La cattedra di Elia a Bari
a cura di Primo Casalini


Nel mese di marzo dell'anno 1087 alcuni mercanti di Bari trafugano le spoglie di San Nicola a Mira nella Licia, regione dell'Anatolia da poco caduta nelle mani dei saraceni. A maggio le reliquie giungono trionfalmente a Bari e sono accolte da Elia, l'abate del monastero benedettino, mentre il vescovo Ursone è assente dalla città perché si trova a Trani. Quando Ursone torna, rivendica le reliquie per la cattedrale, ma Elia rifiuta di consegnarle. Nasce un contenzioso dei frati con il vescovo, risolto dal duca Ruggero che offre, per la costruzione di una nuova chiesa che ospiti le reliquie, il cortile del palazzo del Catapano (governatore), abbandonato dai bizantini durante le lotte per l'affermazione del comune.

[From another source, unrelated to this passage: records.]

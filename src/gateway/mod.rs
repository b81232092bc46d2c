//! Axum HTTP ingress.
//!
//! Four POST routes, all JSON:
//! - `/zbus-remote` — a peer delivering a command for local consumers
//! - `/zbus-reply`  — a peer delivering reply traffic
//! - `/zbus-cmd`    — an HTTP caller issuing a command through this node,
//!   replies held for polling
//! - `/zbus-result` — polling the replies accumulated for a `/zbus-cmd`
//!
//! Every inbound peer message is authenticated here (field validation,
//! epoch replay window, signature against the sender's published key)
//! before anything touches the broker; nothing unverified is ever enqueued.

use std::sync::Arc;
use std::time::Duration;

use axum::extract::rejection::JsonRejection;
use axum::extract::State;
use axum::http::StatusCode;
use axum::response::{IntoResponse, Json, Response};
use axum::routing::post;
use axum::Router;
use serde_json::json;
use tower_http::limit::RequestBodyLimitLayer;
use tower_http::timeout::TimeoutLayer;
use uuid::Uuid;

use crate::identity;
use crate::message::{epoch_now, Message, MessageIdentifier};
use crate::relay::App;
use crate::twin::ResolveError;

/// Maximum request body size (64KB); a message is orders of magnitude smaller.
pub const MAX_BODY_SIZE: usize = 65_536;
/// Per-request timeout.
pub const REQUEST_TIMEOUT_SECS: u64 = 30;

/// Shared state for all handlers.
#[derive(Clone)]
pub struct AppState {
    app: Arc<App>,
}

impl AppState {
    pub fn new(app: Arc<App>) -> Self {
        Self { app }
    }
}

/// Ingress failures, each mapped to the HTTP status the protocol promises:
/// 400 for anything wrong with the message, 502 when the directory is
/// unreachable, 500 when the broker push fails.
#[derive(Debug, thiserror::Error)]
pub enum IngressError {
    #[error("couldn't parse json: {0}")]
    Parse(String),
    #[error("{0}")]
    Validation(String),
    #[error("unknown twin {0}")]
    UnknownTwin(u32),
    #[error("twin lookup failed: {0}")]
    Resolver(String),
    #[error("{0}")]
    Backend(String),
}

impl IngressError {
    fn status(&self) -> StatusCode {
        match self {
            Self::Parse(_) | Self::Validation(_) | Self::UnknownTwin(_) => StatusCode::BAD_REQUEST,
            Self::Resolver(_) => StatusCode::BAD_GATEWAY,
            Self::Backend(_) => StatusCode::INTERNAL_SERVER_ERROR,
        }
    }
}

impl IntoResponse for IngressError {
    fn into_response(self) -> Response {
        tracing::warn!("rejecting ingress request: {self}");
        let body = json!({"status": "error", "message": self.to_string()});
        (self.status(), Json(body)).into_response()
    }
}

fn accepted() -> Json<serde_json::Value> {
    Json(json!({"status": "accepted"}))
}

pub fn router(state: AppState) -> Router {
    Router::new()
        .route("/zbus-remote", post(handle_remote))
        .route("/zbus-reply", post(handle_reply))
        .route("/zbus-cmd", post(handle_cmd))
        .route("/zbus-result", post(handle_result))
        .with_state(state)
        .layer(RequestBodyLimitLayer::new(MAX_BODY_SIZE))
        .layer(TimeoutLayer::new(Duration::from_secs(REQUEST_TIMEOUT_SECS)))
}

/// Replay window + signature against the sender's published key.
async fn authenticate(app: &App, msg: &Message) -> Result<(), IngressError> {
    identity::ensure_fresh(msg).map_err(|e| IngressError::Validation(e.to_string()))?;

    let key = app
        .resolver
        .public_key(msg.twin_src)
        .await
        .map_err(|e| match e {
            ResolveError::NotFound(twin) => IngressError::UnknownTwin(twin),
            ResolveError::Transport(cause) => IngressError::Resolver(cause),
        })?;

    identity::verify_message(msg, &key).map_err(|e| IngressError::Validation(e.to_string()))
}

/// Full peer ingress gate: well-formed, fresh and signed.
async fn authenticate_peer(app: &App, msg: &Message) -> Result<(), IngressError> {
    msg.validate()
        .map_err(|e| IngressError::Validation(e.to_string()))?;
    authenticate(app, msg).await
}

/// POST /zbus-remote — a peer hands us a command for local consumers.
pub async fn handle_remote(
    State(state): State<AppState>,
    body: Result<Json<Message>, JsonRejection>,
) -> Result<Json<serde_json::Value>, IngressError> {
    let Json(msg) = body.map_err(|e| IngressError::Parse(e.to_string()))?;
    tracing::debug!(
        body = %serde_json::to_string(&msg).unwrap_or_default(),
        "remote message from peer"
    );

    authenticate_peer(&state.app, &msg).await?;
    state
        .app
        .backend
        .queue_remote(&msg)
        .await
        .map_err(|e| IngressError::Backend(format!("couldn't push entry to remote queue: {e}")))?;
    Ok(accepted())
}

/// POST /zbus-reply — a peer hands us reply traffic.
pub async fn handle_reply(
    State(state): State<AppState>,
    body: Result<Json<Message>, JsonRejection>,
) -> Result<Json<serde_json::Value>, IngressError> {
    let Json(msg) = body.map_err(|e| IngressError::Parse(e.to_string()))?;
    tracing::debug!(
        body = %serde_json::to_string(&msg).unwrap_or_default(),
        "reply message from peer"
    );

    authenticate_peer(&state.app, &msg).await?;
    state
        .app
        .backend
        .queue_reply(&msg)
        .await
        .map_err(|e| IngressError::Backend(format!("couldn't push entry to reply queue: {e}")))?;
    Ok(accepted())
}

/// POST /zbus-cmd — an HTTP caller issues a command through this node. The
/// reply is not pushed anywhere the caller could listen, so it is parked
/// under a fresh return-queue id the caller polls via `/zbus-result`.
pub async fn handle_cmd(
    State(state): State<AppState>,
    body: Result<Json<Message>, JsonRejection>,
) -> Result<Json<serde_json::Value>, IngressError> {
    let Json(mut msg) = body.map_err(|e| IngressError::Parse(e.to_string()))?;
    authenticate(&state.app, &msg).await?;

    msg.proxy = true;
    msg.retqueue = Uuid::new_v4().to_string();
    msg.validate()
        .map_err(|e| IngressError::Validation(e.to_string()))?;
    state
        .app
        .backend
        .queue_remote(&msg)
        .await
        .map_err(|e| IngressError::Backend(format!("couldn't push entry to remote queue: {e}")))?;

    Ok(Json(json!({"retqueue": msg.retqueue})))
}

/// POST /zbus-result — drain the replies parked for a proxy caller. Each
/// reply leaves freshly stamped and signed by this node so the caller can
/// authenticate it the same way peers authenticate each other.
pub async fn handle_result(
    State(state): State<AppState>,
    body: Result<Json<MessageIdentifier>, JsonRejection>,
) -> Result<Json<Vec<Message>>, IngressError> {
    let Json(ident) = body.map_err(|e| IngressError::Parse(e.to_string()))?;

    let uuid = Uuid::parse_str(&ident.retqueue)
        .map_err(|_| IngressError::Validation("retqueue is not a valid uuid".into()))?;
    if uuid.get_version() != Some(uuid::Version::Random) {
        return Err(IngressError::Validation("retqueue must be a v4 uuid".into()));
    }

    let mut replies = state
        .app
        .backend
        .get_message_reply(&ident)
        .await
        .map_err(|e| IngressError::Backend(format!("couldn't read reply queue: {e}")))?;

    for msg in &mut replies {
        msg.epoch = epoch_now();
        state.app.identity.sign_message(msg);
    }
    Ok(Json(replies))
}
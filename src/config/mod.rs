//! Runtime configuration: the static twin table and CLI-facing enums.
//!
//! The binary wires everything else (broker address, identity, worker
//! count) straight from command-line flags; only the twin table warrants a
//! file format.

use std::path::Path;

use anyhow::{Context, Result};
use serde::{Deserialize, Serialize};

/// One row of the static twin directory.
#[derive(Debug, Clone, Serialize, Deserialize)]
pub struct TwinEntry {
    pub id: u32,
    /// Host or IP the twin's gateway listens on.
    pub location: String,
    /// Hex-encoded 32-byte verification key; optional because a table used
    /// purely for outbound routing never verifies.
    #[serde(default)]
    pub public_key: Option<String>,
}

/// Static twin directory, loaded from a TOML file of `[[twins]]` entries.
#[derive(Debug, Clone, Default, Serialize, Deserialize)]
pub struct TwinTable {
    #[serde(default)]
    pub twins: Vec<TwinEntry>,
}

impl TwinTable {
    pub fn load(path: &Path) -> Result<Self> {
        let raw = std::fs::read_to_string(path)
            .with_context(|| format!("failed to read twin table {}", path.display()))?;
        toml::from_str(&raw)
            .with_context(|| format!("failed to parse twin table {}", path.display()))
    }
}

/// Broker selection for the binary.
#[derive(Debug, Clone, Copy, PartialEq, Eq, clap::ValueEnum)]
pub enum BackendKind {
    /// Production: a Redis server shared with local producers/consumers.
    Redis,
    /// Single-process smoke runs and tests; state dies with the process.
    Memory,
}
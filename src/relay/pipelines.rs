//! Message pipelines: local requests fanning out to peers, remote commands
//! landing on consumer queues, and the three reply modes.

use anyhow::Result;

use super::{App, RETRY_QUANTUM};
use crate::backend::QUEUE_REPLY;
use crate::message::{epoch_now, Message};

impl App {
    /// A locally-originated request: fan out over its destinations. Each
    /// destination is handled independently — one peer being down must not
    /// abort the others or undo their backlog entries.
    pub async fn handle_from_local(&self, mut msg: Message) -> Result<()> {
        if msg.epoch == 0 {
            msg.epoch = epoch_now();
        }
        for dst in msg.twin_dst.clone() {
            if let Err(err) = self.send_to_destination(&msg, dst).await {
                tracing::error!("failed to send to twin {dst}: {err:#}");
            }
        }
        Ok(())
    }

    /// Send one copy of `original` toward `dst`: allocate the wire id, sign
    /// the rewritten copy, post it, then record the original in the backlog
    /// so the caller's return queue can be restored when the reply arrives.
    pub(crate) async fn send_to_destination(&self, original: &Message, dst: u32) -> Result<()> {
        let mut update = original.clone();
        update.twin_src = self.twin;
        update.twin_dst = vec![dst];

        let counter = self.backend.increment_id(dst).await?;
        update.id = format!("{dst}.{counter}");
        update.retqueue = QUEUE_REPLY.to_string();

        let client = match self.resolver.resolve(dst).await {
            Ok(client) => client,
            Err(err) => {
                let cause = anyhow::anyhow!("couldn't resolve twin {dst}: {err}");
                self.bookkeep_failed_send(original, update, &cause).await?;
                return Err(cause);
            }
        };

        update.epoch = epoch_now();
        self.identity.sign_message(&mut update);

        if let Err(cause) = client.send_remote(&update).await {
            self.bookkeep_failed_send(original, update, &cause).await?;
            return Err(cause);
        }

        self.backend.push_to_backlog(original, &update.id).await
    }

    /// Failed send: either schedule another attempt or tell the caller it's
    /// over. The update is restored to the caller's return queue first so
    /// both outcomes land where the caller is listening.
    async fn bookkeep_failed_send(
        &self,
        original: &Message,
        mut update: Message,
        cause: &anyhow::Error,
    ) -> Result<()> {
        tracing::info!("could not send message to remote peer: {cause:#}");
        update.retqueue = original.retqueue.clone();

        if update.retry == 0 {
            tracing::info!("no more retries for {}, replying with error", update.id);
            update.err = format!("could not send request and all retries done: {cause}");
            return self.backend.push_processed_message(&update).await;
        }

        tracing::info!(retry = update.retry, "adding {} to the retry list", update.id);
        update.retry -= 1;
        update.epoch = epoch_now();
        self.backend.queue_retry(&update).await
    }

    /// A command from a remote peer: hand it to local consumers verbatim.
    pub async fn handle_from_remote(&self, msg: Message) -> Result<()> {
        tracing::info!("forwarding to local service msgbus.{}", msg.command);
        self.backend.queue_command(&msg).await
    }

    /// Reply traffic. Three mutually exclusive cases, in order: a proxy
    /// reply held for HTTP polling, a reply to one of our own requests, or
    /// a locally-produced reply on its way back to the requesting peer.
    pub async fn handle_from_reply(&self, mut msg: Message) -> Result<()> {
        if msg.proxy {
            return self.backend.push_processed_message(&msg).await;
        }

        if msg.twin_dst.first() == Some(&self.twin) {
            let Some(original) = self.backend.pop_message_from_backlog(&msg.id).await? else {
                anyhow::bail!("couldn't find key {}", msg.id);
            };
            msg.retqueue = original.retqueue;
            return self.backend.push_processed_message(&msg).await;
        }

        if msg.twin_src == self.twin {
            let Some(&dst) = msg.twin_dst.first() else {
                anyhow::bail!("reply {} has no destination", msg.id);
            };
            let client = self
                .resolver
                .resolve(dst)
                .await
                .map_err(|err| anyhow::anyhow!("couldn't resolve twin {dst}: {err}"))?;
            msg.epoch = epoch_now();
            self.identity.sign_message(&mut msg);
            return client.send_reply(&msg).await;
        }

        tracing::debug!("dropping reply {} not addressed through this node", msg.id);
        Ok(())
    }

    /// Idle-tick sweep: promote retry entries old enough back into the send
    /// path. A promoted message carries its original return queue, so it
    /// goes through exactly the same path as a fresh local request.
    pub async fn handle_retry(&self) -> Result<()> {
        let due = self.backend.pop_retry_messages(RETRY_QUANTUM).await?;
        for msg in due {
            let Some(&dst) = msg.twin_dst.first() else {
                tracing::warn!("retry entry {} has no destination, dropping", msg.id);
                continue;
            };
            tracing::info!("retrying message {} toward twin {dst}", msg.id);
            if let Err(err) = self.send_to_destination(&msg, dst).await {
                tracing::error!("retry toward twin {dst} failed: {err:#}");
            }
        }
        Ok(())
    }

    /// Idle-tick sweep: evict expired backlog entries and tell their
    /// callers the request timed out.
    pub async fn handle_scrubbing(&self) -> Result<()> {
        let expired = self.backend.pop_expired_backlog_messages().await?;
        for mut msg in expired {
            tracing::debug!("request {} expired", msg.id);
            msg.err = format!("request timeout (expiration reached, {})", msg.expiration);
            if let Err(err) = self.backend.push_processed_message(&msg).await {
                tracing::error!("failed to deliver expiration error for {}: {err:#}", msg.id);
            }
        }
        Ok(())
    }

    /// A message that failed validation never reaches a worker; if it names
    /// a return queue the caller gets the validation error, otherwise it is
    /// dropped with a warning.
    pub(crate) async fn reject_invalid(&self, mut msg: Message, cause: &anyhow::Error) {
        if msg.retqueue.is_empty() {
            tracing::warn!("dropping invalid message without return queue: {cause:#}");
            return;
        }
        msg.err = format!("couldn't validate input: {cause}");
        if let Err(err) = self.backend.push_processed_message(&msg).await {
            tracing::error!("failed to report validation error: {err:#}");
        }
    }
}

il pavimento musivo attorno alla cattedra

Così, e siamo ancora nel 1087, viene fondata la chiesa di San Nicola a Bari, che verrà consacrata solo nel 1197, quindi più di cento anni dopo. Nei primi anni i lavori procedettero con intensità, perché Elia alla morte di Ursone diviene vescovo di Bari, e nel settembre 1089 fa trasportare i sacri resti nella cripta della nuova chiesa, alla presenza del Papa Urbano II e dei duchi normanni Ruggero e Boemondo. Ma alla morte di Elia, nel 1105, la basilica è tutt'altro che ultimata, difatti una bolla papale del 1106, oltre a dichiarare che la basilica dipende dalla Santa Sede, la definisce “aedificanda” quindi ancora da costruire - almeno in parte – e “mox futura ecclesia”. Al posto di Elia diviene vescovo Eustasio, anche lui abate benedettino, che dirige attivamente i lavori fra il 1105 ed il 1123: si completano la navata trasversale e l'altare maggiore. Dopo la scomparsa di Eustasio iniziarono una serie di traversìe, causate specialmente dalle lotte delle fazioni politiche e religiose nella città di Bari, e per fortuna alla basilica fu risparmiato il saccheggio che Guglielmo il Malo inflisse a Bari nel 1156. Solo il 22 giugno 1197 si giungerà alla solenne consacrazione della basilica, alla presenza di Corrado, vescovo di Hildesheim.

i tre telamoni

Riguardo la basilica di San Nicola ci sarebbe tanto da dire, ma mi limito a due cose: il suo singolare aspetto di fortezza, che costituirà un modello per altre chiese della Puglia, e l'incrocio generalmente armonioso di influenze culturali ed artistiche molto diverse: l'antichità classica, l'arte bizantina, quella islamica, alcune caratteristiche normanne e le grandi novità dell'arte lombarda e tolosana (Saint Sernin). “Lombarda” ha un significato geograficamente vasto, occorre ricordare che i più grandi capolavori sono quelli di Lanfranco e Wiligelmo a Modena e le opere di Nicholaus alla Sacra di San Michele - il Portale dello Zodiaco - a Ferrara, Piacenza e Verona: si tratta dell'arte dell'Italia settentrionale, insomma.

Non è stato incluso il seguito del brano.